- _TASK ITEM_: If a line of the data below contains the string "collect", copy it into your answer.

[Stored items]
<<<<

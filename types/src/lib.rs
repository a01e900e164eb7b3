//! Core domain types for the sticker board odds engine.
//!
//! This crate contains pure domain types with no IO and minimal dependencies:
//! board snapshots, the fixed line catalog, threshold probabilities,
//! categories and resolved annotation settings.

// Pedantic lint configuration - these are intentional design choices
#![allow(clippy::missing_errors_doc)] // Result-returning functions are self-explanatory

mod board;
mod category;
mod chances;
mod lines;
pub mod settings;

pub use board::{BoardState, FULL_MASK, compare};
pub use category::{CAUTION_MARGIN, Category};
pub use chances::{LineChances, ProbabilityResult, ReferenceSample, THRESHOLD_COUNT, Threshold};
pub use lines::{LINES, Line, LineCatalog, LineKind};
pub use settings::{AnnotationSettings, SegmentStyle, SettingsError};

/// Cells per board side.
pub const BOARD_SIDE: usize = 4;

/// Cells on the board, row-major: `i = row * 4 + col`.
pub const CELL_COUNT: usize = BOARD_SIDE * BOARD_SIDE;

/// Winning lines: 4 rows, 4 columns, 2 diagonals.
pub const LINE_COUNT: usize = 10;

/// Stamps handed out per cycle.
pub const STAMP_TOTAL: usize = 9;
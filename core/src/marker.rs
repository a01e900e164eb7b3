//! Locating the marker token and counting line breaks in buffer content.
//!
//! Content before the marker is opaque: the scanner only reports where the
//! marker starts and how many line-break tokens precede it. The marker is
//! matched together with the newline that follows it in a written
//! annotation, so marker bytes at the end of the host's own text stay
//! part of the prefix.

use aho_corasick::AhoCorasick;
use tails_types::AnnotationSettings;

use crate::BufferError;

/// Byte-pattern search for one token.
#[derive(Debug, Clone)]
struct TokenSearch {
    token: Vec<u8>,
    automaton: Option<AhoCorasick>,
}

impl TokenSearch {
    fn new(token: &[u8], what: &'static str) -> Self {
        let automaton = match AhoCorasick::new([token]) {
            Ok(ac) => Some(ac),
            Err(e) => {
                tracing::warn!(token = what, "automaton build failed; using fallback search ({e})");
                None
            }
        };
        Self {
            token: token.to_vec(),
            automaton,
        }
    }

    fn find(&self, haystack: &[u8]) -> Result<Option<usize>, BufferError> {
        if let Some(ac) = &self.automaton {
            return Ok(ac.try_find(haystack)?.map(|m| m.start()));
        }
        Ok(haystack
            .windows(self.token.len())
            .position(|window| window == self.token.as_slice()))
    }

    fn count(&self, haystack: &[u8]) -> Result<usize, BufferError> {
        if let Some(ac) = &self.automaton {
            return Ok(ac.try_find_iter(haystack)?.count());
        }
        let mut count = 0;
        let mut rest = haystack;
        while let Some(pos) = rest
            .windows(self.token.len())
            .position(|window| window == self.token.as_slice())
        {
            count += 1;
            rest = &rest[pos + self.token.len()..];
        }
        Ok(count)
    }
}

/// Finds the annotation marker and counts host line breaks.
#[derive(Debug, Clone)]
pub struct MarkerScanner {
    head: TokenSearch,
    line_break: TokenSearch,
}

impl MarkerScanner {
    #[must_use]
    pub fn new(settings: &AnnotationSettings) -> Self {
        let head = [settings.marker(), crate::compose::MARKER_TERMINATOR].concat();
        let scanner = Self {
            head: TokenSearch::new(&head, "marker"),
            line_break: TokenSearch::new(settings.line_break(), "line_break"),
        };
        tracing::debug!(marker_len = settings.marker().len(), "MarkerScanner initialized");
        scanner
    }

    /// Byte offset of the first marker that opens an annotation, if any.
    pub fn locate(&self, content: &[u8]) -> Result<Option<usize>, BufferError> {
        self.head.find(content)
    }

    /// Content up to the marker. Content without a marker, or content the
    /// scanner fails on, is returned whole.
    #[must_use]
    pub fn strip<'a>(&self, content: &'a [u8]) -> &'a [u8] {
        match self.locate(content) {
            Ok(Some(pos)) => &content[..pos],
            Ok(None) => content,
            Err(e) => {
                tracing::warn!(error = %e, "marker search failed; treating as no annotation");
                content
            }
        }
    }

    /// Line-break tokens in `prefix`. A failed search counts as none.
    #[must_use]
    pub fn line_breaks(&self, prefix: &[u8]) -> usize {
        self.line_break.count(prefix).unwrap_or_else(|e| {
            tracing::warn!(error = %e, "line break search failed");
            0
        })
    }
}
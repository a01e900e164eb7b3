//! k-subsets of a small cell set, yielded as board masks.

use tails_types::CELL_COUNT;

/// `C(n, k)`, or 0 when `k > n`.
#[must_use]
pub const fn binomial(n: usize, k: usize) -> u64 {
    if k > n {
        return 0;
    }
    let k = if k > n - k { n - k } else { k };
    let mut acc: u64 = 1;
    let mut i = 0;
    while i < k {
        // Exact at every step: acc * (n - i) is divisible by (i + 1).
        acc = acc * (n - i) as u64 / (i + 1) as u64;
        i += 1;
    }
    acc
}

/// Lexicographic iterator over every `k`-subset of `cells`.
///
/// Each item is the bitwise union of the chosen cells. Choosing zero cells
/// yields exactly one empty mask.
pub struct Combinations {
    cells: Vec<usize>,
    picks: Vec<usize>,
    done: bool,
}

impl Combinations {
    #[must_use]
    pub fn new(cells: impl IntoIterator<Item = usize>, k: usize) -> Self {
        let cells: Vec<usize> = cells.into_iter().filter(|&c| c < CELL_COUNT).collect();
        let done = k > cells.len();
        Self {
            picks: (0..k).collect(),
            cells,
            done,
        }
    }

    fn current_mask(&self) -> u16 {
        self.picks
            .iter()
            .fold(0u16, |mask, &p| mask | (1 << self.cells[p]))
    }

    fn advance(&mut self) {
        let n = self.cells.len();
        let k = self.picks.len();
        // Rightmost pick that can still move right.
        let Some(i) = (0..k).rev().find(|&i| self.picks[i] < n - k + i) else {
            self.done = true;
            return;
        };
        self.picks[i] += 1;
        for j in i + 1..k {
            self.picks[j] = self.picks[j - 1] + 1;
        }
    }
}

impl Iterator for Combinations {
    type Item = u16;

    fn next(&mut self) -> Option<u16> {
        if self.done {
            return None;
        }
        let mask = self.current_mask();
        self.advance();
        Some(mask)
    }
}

>>>>

- _TASK RESULT_:
        let cells: Vec<usize> = cells.into_iter().filter(|&c| c < CELL_COUNT).collect();
            picks: (0..k).collect(),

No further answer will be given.